For some reason I didn’t seem to be interested. If love seemed like too much trouble, a commercial transaction was too cut and dried. It just didn’t seem as though it would be any fun.
And then, just to complicate things, there was Minna.
There we were, sharing the same apartment, taking turns using the bathroom, eating meals together, and just sitting around talking. She was out during business hours – she’d recently started working for a magazine publisher, in the advertising and sales promotion department, a natural choice for someone with a Ph.D. in Lithuanian history. But she was home the rest of the time, and I was aware of her presence even while she slept.
I didn’t know what we were to each other. I was simultaneously a man her own age and a guy old enough to be her father, and I’d actually been her father, or the closest thing to it, for a bunch of years.
And yet I wasn’t her father, and never had been. I was a guy who had rescued her from stultifying captivity and brought her home to a real childhood, and she’d spent it having fantasies of growing up to marry the handsome prince.
And what kind of fantasies had I been having? Was I unconsciously waiting for Minna to grow up so I could put the moves on her? How would I have felt when she began to blossom as a teenager? How would I have reacted when she started going out with boys? Would I have been calm and cool about it? Or overprotective? Or downright jealous?

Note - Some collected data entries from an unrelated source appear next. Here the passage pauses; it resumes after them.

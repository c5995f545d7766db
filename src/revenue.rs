use chrono::{DateTime, Local, TimeZone};
use derive_more::{Add, AddAssign};
use serde::{Deserialize, Serialize};
use serde_with::{TimestampMilliSeconds, serde_as};
use sunledger_quantities::{cost::Cost, energy::KilowattHours, percent::Percent};

use crate::tariff::{Period, Tariff};

/// Share of the generation consumed on site when nothing better is known.
pub const DEFAULT_SELF_USE_RATIO: f64 = 0.7;

/// Revenue of generated energy split by where it comes from.
#[must_use]
#[derive(Copy, Clone, Debug, Default, Eq, PartialEq, Serialize, Deserialize, Add, AddAssign)]
#[serde(rename_all = "camelCase")]
pub struct RevenueBreakdown {
    /// Avoided purchase at the period price.
    pub self_use: Cost,

    /// Exported energy at the feed-in price.
    pub grid: Cost,

    /// Generation subsidy, paid on all the energy.
    pub subsidy: Cost,
}

impl RevenueBreakdown {
    /// Sum of the components rounded to cents.
    pub fn total(self) -> Cost {
        (self.self_use + self.grid + self.subsidy).round_to_cents()
    }

    pub fn round_to_cents(self) -> Self {
        Self {
            self_use: self.self_use.round_to_cents(),
            grid: self.grid.round_to_cents(),
            subsidy: self.subsidy.round_to_cents(),
        }
    }
}

/// Generation over one sampling step and its revenue.
#[serde_as]
#[must_use]
#[derive(Copy, Clone, Debug, Eq, PartialEq, Serialize, Deserialize)]
#[serde(rename_all = "camelCase")]
pub struct RevenuePoint {
    #[serde_as(as = "TimestampMilliSeconds<i64>")]
    pub timestamp: DateTime<Local>,

    pub energy: KilowattHours,
    pub revenue: Cost,
    pub self_use_energy: KilowattHours,

    /// Energy exported to the grid.
    pub grid_energy: KilowattHours,

    pub period: Period,
}

impl Tariff {
    /// Unrounded revenue components of the energy generated at the timestamp.
    ///
    /// `self_use_ratio` is the consumed share in `0..=1`. It is taken as is, so that a ratio
    /// outside the range extrapolates linearly. Non-positive energy earns nothing.
    pub fn revenue_breakdown<Tz: TimeZone>(
        &self,
        energy: KilowattHours,
        at: &DateTime<Tz>,
        self_use_ratio: f64,
    ) -> RevenueBreakdown {
        if energy <= KilowattHours::ZERO {
            return RevenueBreakdown::default();
        }
        RevenueBreakdown {
            self_use: energy * self_use_ratio * self.price_at(at),
            grid: energy * (1.0 - self_use_ratio) * self.grid_price,
            subsidy: energy * self.subsidy_price,
        }
    }

    /// Blended revenue of the energy generated at the timestamp, rounded to cents.
    pub fn revenue<Tz: TimeZone>(
        &self,
        energy: KilowattHours,
        at: &DateTime<Tz>,
        self_use_ratio: f64,
    ) -> Cost {
        self.revenue_breakdown(energy, at, self_use_ratio).total()
    }

    /// Build a revenue point, clamping the energy to non-negative and the ratio to `0..=1`.
    ///
    /// The revenue is priced from the unrounded energy. The reported energies are rounded to
    /// hundredths, the exported part being the remainder of the self-used one.
    pub fn revenue_point(
        &self,
        timestamp: DateTime<Local>,
        energy: KilowattHours,
        self_use_ratio: f64,
    ) -> RevenuePoint {
        let energy = energy.max(KilowattHours::ZERO);
        let self_use_ratio = self_use_ratio.clamp(0.0, 1.0);
        let revenue = self.revenue(energy, &timestamp, self_use_ratio);
        let energy = energy.round_to_hundredths();
        let self_use_energy = (energy * self_use_ratio).round_to_hundredths();
        RevenuePoint {
            timestamp,
            energy,
            revenue,
            self_use_energy,
            grid_energy: (energy - self_use_energy).round_to_hundredths(),
            period: self.classify(&timestamp),
        }
    }
}

#[derive(Copy, Clone, Debug, Eq, PartialEq, Serialize, Deserialize, derive_more::Display)]
#[serde(rename_all = "lowercase")]
pub enum Trend {
    #[display("up")]
    Up,

    #[display("down")]
    Down,

    #[display("stable")]
    Stable,
}

impl Trend {
    const THRESHOLD: f64 = 5.0;

    /// Compare the values with a ±5% dead band.
    pub fn between(current: Cost, previous: Cost) -> Self {
        if previous <= Cost::ZERO {
            return if current > Cost::ZERO { Self::Up } else { Self::Stable };
        }
        let change = change_rate(current, previous).0.0;
        if change > Self::THRESHOLD {
            Self::Up
        } else if change < -Self::THRESHOLD {
            Self::Down
        } else {
            Self::Stable
        }
    }
}

/// Relative change in percent, unrounded. Zero against a non-positive base.
pub fn change_rate(current: Cost, previous: Cost) -> Percent {
    if previous <= Cost::ZERO {
        return Percent::ZERO;
    }
    Percent::from((current - previous) / previous) * 100.0
}

#[cfg(test)]
mod tests {
    use approx::assert_abs_diff_eq;

    use super::*;
    use crate::tariff::{TariffConfig, tests::local};

    fn tariff() -> Tariff {
        Tariff::try_from(TariffConfig::default()).unwrap()
    }

    #[test]
    fn test_revenue() {
        // 10 kWh in peak hours: 7 × 0.8 + 3 × 0.35 + 10 × 0.42 = 5.6 + 1.05 + 4.2.
        let revenue = tariff().revenue(KilowattHours::from(10.0), &local(9, 0), 0.7);
        assert_abs_diff_eq!(revenue.0.0, 10.85);
    }

    #[test]
    fn test_revenue_without_subsidy() {
        let tariff = Tariff::try_from(TariffConfig {
            subsidy_price: None,
            grid_price: None,
            ..TariffConfig::default()
        })
        .unwrap();
        // 4 kWh in valley hours, all of it exported:
        let revenue = tariff.revenue(KilowattHours::from(4.0), &local(3, 0), 0.0);
        assert_abs_diff_eq!(revenue.0.0, 1.4);
    }

    #[test]
    fn test_revenue_non_positive() {
        assert_eq!(tariff().revenue(KilowattHours::ZERO, &local(9, 0), 0.7), Cost::ZERO);
        assert_eq!(tariff().revenue(KilowattHours::from(-1.0), &local(9, 0), 0.7), Cost::ZERO);
    }

    #[test]
    fn test_breakdown() {
        let breakdown = tariff()
            .revenue_breakdown(KilowattHours::from(10.0), &local(13, 0), 0.5)
            .round_to_cents();
        assert_abs_diff_eq!(breakdown.self_use.0.0, 2.5);
        assert_abs_diff_eq!(breakdown.grid.0.0, 1.75);
        assert_abs_diff_eq!(breakdown.subsidy.0.0, 4.2);
        assert_abs_diff_eq!(breakdown.total().0.0, 8.45);
    }

    #[test]
    fn test_revenue_point() {
        let point = tariff().revenue_point(local(9, 0), KilowattHours::from(33.333), 0.8);
        assert_abs_diff_eq!(point.energy.0.0, 33.33);
        assert_abs_diff_eq!(point.self_use_energy.0.0, 26.66);
        assert_abs_diff_eq!(point.grid_energy.0.0, 6.67);
        assert_abs_diff_eq!(
            (point.self_use_energy + point.grid_energy).0.0,
            point.energy.0.0,
            epsilon = 1e-9,
        );
        assert_eq!(point.period, Period::Peak);
    }

    #[test]
    fn test_revenue_point_prices_unrounded_energy() {
        // 1.014 × (0.8 + 0.42) = 1.23708, while the reported 1.01 kWh would earn 1.2322:
        let point = tariff().revenue_point(local(9, 0), KilowattHours::from(1.014), 1.0);
        assert_eq!(point.energy, KilowattHours::from(1.01));
        assert_abs_diff_eq!(point.revenue.0.0, 1.24);
    }

    #[test]
    fn test_revenue_point_clamped() {
        let point = tariff().revenue_point(local(9, 0), KilowattHours::from(-2.0), 1.5);
        assert_eq!(point.energy, KilowattHours::ZERO);
        assert_eq!(point.revenue, Cost::ZERO);
        assert_eq!(point.grid_energy, KilowattHours::ZERO);

        let point = tariff().revenue_point(local(9, 0), KilowattHours::from(10.0), 1.5);
        assert_eq!(point.self_use_energy, KilowattHours::from(10.0));
        assert_eq!(point.grid_energy, KilowattHours::ZERO);
    }

    #[test]
    fn test_trend() {
        assert_eq!(Trend::between(Cost::from(106.0), Cost::from(100.0)), Trend::Up);
        assert_eq!(Trend::between(Cost::from(105.0), Cost::from(100.0)), Trend::Stable);
        assert_eq!(Trend::between(Cost::from(95.0), Cost::from(100.0)), Trend::Stable);
        assert_eq!(Trend::between(Cost::from(94.0), Cost::from(100.0)), Trend::Down);
    }

    #[test]
    fn test_trend_without_previous() {
        assert_eq!(Trend::between(Cost::from(1.0), Cost::ZERO), Trend::Up);
        assert_eq!(Trend::between(Cost::ZERO, Cost::ZERO), Trend::Stable);
        assert_eq!(change_rate(Cost::from(1.0), Cost::ZERO), Percent::ZERO);
    }
}
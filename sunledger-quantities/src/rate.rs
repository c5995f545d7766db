use std::fmt::{Debug, Display, Formatter};

use crate::Quantity;

/// Yuan per kilowatt-hour.
pub type KilowattHourRate = Quantity<-1, 1>;

impl KilowattHourRate {
    /// Round the rate to [mills][1].
    ///
    /// [1]: https://en.wikipedia.org/wiki/Mill_(currency)
    pub fn round_to_mills(self) -> Self {
        self.round_to(3)
    }
}

impl Display for KilowattHourRate {
    fn fmt(&self, f: &mut Formatter<'_>) -> std::fmt::Result {
        write!(f, "¥{:.3}/kWh", self.0)
    }
}

impl Debug for KilowattHourRate {
    fn fmt(&self, f: &mut Formatter<'_>) -> std::fmt::Result {
        write!(f, "¥{:.3}/kWh", self.0)
    }
}

#[cfg(test)]
mod tests {
    use approx::assert_abs_diff_eq;

    use super::*;

    #[test]
    fn test_round_to_mills() {
        assert_abs_diff_eq!(KilowattHourRate::from(0.0315).round_to_mills().0.0, 0.032);
    }

    #[test]
    fn test_display() {
        assert_eq!(KilowattHourRate::from(0.35).to_string(), "¥0.350/kWh");
    }
}
#![allow(clippy::doc_markdown)]
#![doc = include_str!("../README.md")]

pub mod balance;
pub mod billing;
pub mod prelude;
pub mod revenue;
pub mod series;
pub mod statistics;
pub mod tables;
pub mod tariff;
#![allow(unused_imports)]

pub use anyhow::{Context, Error, bail, ensure};
pub use tracing::{debug, info, instrument, warn};

pub type Result<T = (), E = Error> = anyhow::Result<T, E>;
mod cli;

use chrono::{DateTime, Local, TimeDelta};
use clap::{Parser, crate_version};
use sunledger::{
    balance::EnergyBalance,
    billing::bill::bills_within,
    prelude::*,
    series::{DailyLoadCurve, SeriesWindow, SolarCurve},
    statistics::{RevenueOverview, StatsPeriod},
    tables::{
        build_balance_table,
        build_bills_table,
        build_classification_table,
        build_consumption_points_table,
        build_daily_revenue_table,
        build_electricity_stats_table,
        build_overview_table,
        build_revenue_breakdown_table,
        build_revenue_points_table,
        build_revenue_stats_table,
        build_tariff_table,
    },
    tariff::{ClockTime, Tariff},
};
use tracing_subscriber::EnvFilter;

use crate::cli::{Args, Command, ConsumptionArgs, SelfUseArgs, SeriesArgs, report_bills};

fn main() -> Result {
    let _ = dotenvy::dotenv();
    tracing_subscriber::fmt()
        .without_time()
        .compact()
        .with_env_filter(
            EnvFilter::try_from_default_env().unwrap_or_else(|_| EnvFilter::new("info")),
        )
        .init();
    info!(version = crate_version!(), "starting…");

    let args = Args::parse();
    let now = Local::now();

    match args.command {
        Command::Classify(classify_args) => {
            let tariff = args.tariff.load()?;
            let times = if classify_args.times.is_empty() {
                vec![ClockTime::of(&now)]
            } else {
                classify_args.times
            };
            println!("{}", build_classification_table(&tariff, &times));
        }
        Command::Balance(balance_args) => {
            let balance =
                EnergyBalance::new(balance_args.generation, balance_args.consumption, now);
            println!("{}", build_balance_table(&balance));
        }
        Command::Revenue(revenue_args) => {
            let tariff = args.tariff.load()?;
            let self_use_ratio = validate_self_use_ratio(revenue_args.self_use)?;
            let at = revenue_args.at.unwrap_or(now);
            let point = tariff.revenue_point(at, revenue_args.energy, self_use_ratio);
            let breakdown =
                tariff.revenue_breakdown(revenue_args.energy, &at, self_use_ratio).round_to_cents();
            let saving = tariff.self_use_saving(point.self_use_energy, &at);
            info!(revenue = %point.revenue, %saving, "valued");
            println!("{}", build_revenue_points_table(&[point]));
            println!("{}", build_revenue_breakdown_table(&breakdown, saving));
        }
        Command::Series(series_args) => {
            report_revenue(&args.tariff.load()?, &series_args, now)?;
        }
        Command::Consumption(consumption_args) => {
            report_consumption(&args.tariff.load()?, &consumption_args, now)?;
        }
        Command::Bill(bill_args) => {
            let tariff = args.tariff.load()?;
            let bills = report_bills(&tariff, &bill_args, now)?;
            let bills: Vec<_> =
                bills_within(&bills, bill_args.window.months(), now.date_naive()).collect();
            println!("{}", build_bills_table(&bills));
        }
        Command::Tariff => {
            let config = args.tariff.load_config()?;
            let tariff = Tariff::try_from(&config)?;
            println!("{}", config.to_json()?);
            println!("{}", build_tariff_table(&tariff));
        }
    }

    info!("done!");
    Ok(())
}

fn validate_self_use_ratio(args: SelfUseArgs) -> Result<f64> {
    ensure!(
        (0.0..=1.0).contains(&args.self_use_ratio),
        "the self-use ratio must be within 0..=1, got {}",
        args.self_use_ratio,
    );
    Ok(args.self_use_ratio)
}

#[instrument(skip_all, fields(period = %args.window.period))]
fn report_revenue(tariff: &Tariff, args: &SeriesArgs, now: DateTime<Local>) -> Result {
    let solar = SolarCurve {
        peak_hourly_energy: args.generation.peak_hourly_energy,
        self_use_ratio: validate_self_use_ratio(args.self_use)?,
    };
    let window = args.window.current(now)?;
    let points = tariff.revenue_series(&window, &solar)?;
    if args.points {
        println!("{}", build_revenue_points_table(&points));
    }
    let stats = tariff.revenue_stats(&points, args.window.period);
    if args.window.period != StatsPeriod::Day {
        println!("{}", build_daily_revenue_table(&tariff.daily_revenue(&points)));
    }
    println!("{}", build_revenue_stats_table(&stats));

    if args.window.period == StatsPeriod::Day {
        let yesterday = SeriesWindow::builder()
            .start(StatsPeriod::Day.start_of(now - TimeDelta::days(1))?)
            .end(window.start - window.interval)
            .interval(window.interval)
            .build();
        let yesterday_stats =
            tariff.revenue_stats(&tariff.revenue_series(&yesterday, &solar)?, StatsPeriod::Day);
        println!("{}", build_overview_table(&RevenueOverview::new(&stats, &yesterday_stats)));
    }
    Ok(())
}

#[instrument(skip_all, fields(period = %args.window.period))]
fn report_consumption(tariff: &Tariff, args: &ConsumptionArgs, now: DateTime<Local>) -> Result {
    let window = args.window.current(now)?;
    let points = tariff.consumption_series(&window, &DailyLoadCurve::default())?;
    if args.points {
        println!("{}", build_consumption_points_table(&points));
    }
    let stats = tariff.electricity_stats(&points, args.window.period, window.start, window.end);
    println!("{}", build_electricity_stats_table(&stats));
    Ok(())
}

No way to know. I wasn’t around for those years.
But I was around now. How did I feel about her?
Well, I loved her, of course. She was the only person left in my life and, until my meeting with the Chief, the only person I’d told about my personal Ice Age. And you could make the case that she’d awaited my homecoming with devotion not seen since Penelope sat around waiting for Ulysses. True, she’d gone through a marriage and divorce in my absence, which Penelope hadn’t done in the version I read. But she’d kept my apartment there with my books on the shelves and my clothes still hanging in the closets, and that’s devotion enough in this day and age.
I was attracted to her, I knew that much. And it was pretty clear the attraction wasn’t a one-way street.
But was it a dead end?
Suppose I made a pass at her. If she deflected it, however gently, things would be forever changed between us. We might be able to go on living together, although I wasn’t too sure about that. But we would never be as easy with one another as we were now.
And if she didn’t turn me down? If this was indeed what she’d been waiting for since I walked in the door? Then what?
You could, in Lorenz Hart’s words, make two lovers of friends, although it didn’t always work out as well as you might have hoped. But what happened when you tried to make two lovers of relatives?
Because we were family, Minna and I. Our roles might have changed, and what had been an ersatz father-daughter relationship may have been transformed into an ersatz brother-sister relationship, but in either case we were related, we were family members, and how on earth could we be lovers as well?
We couldn’t.
And we didn’t. And most of the time I didn’t even think about it. I was busy all the time, and she was out of the house a lot, and when we were together we had no end of things to talk about. So we never had to talk about this yen we had for each other, but it was always there, hanging in the air between us. It was, I suppose, the thing we didn’t talk about.
I don’t know how much it had to do with my continuing celibacy, and I doubt it had anything at all to do with resisting the allure of the pubescent professionals Suk would have introduced me to. Whatever age I was, they were too young to tempt me.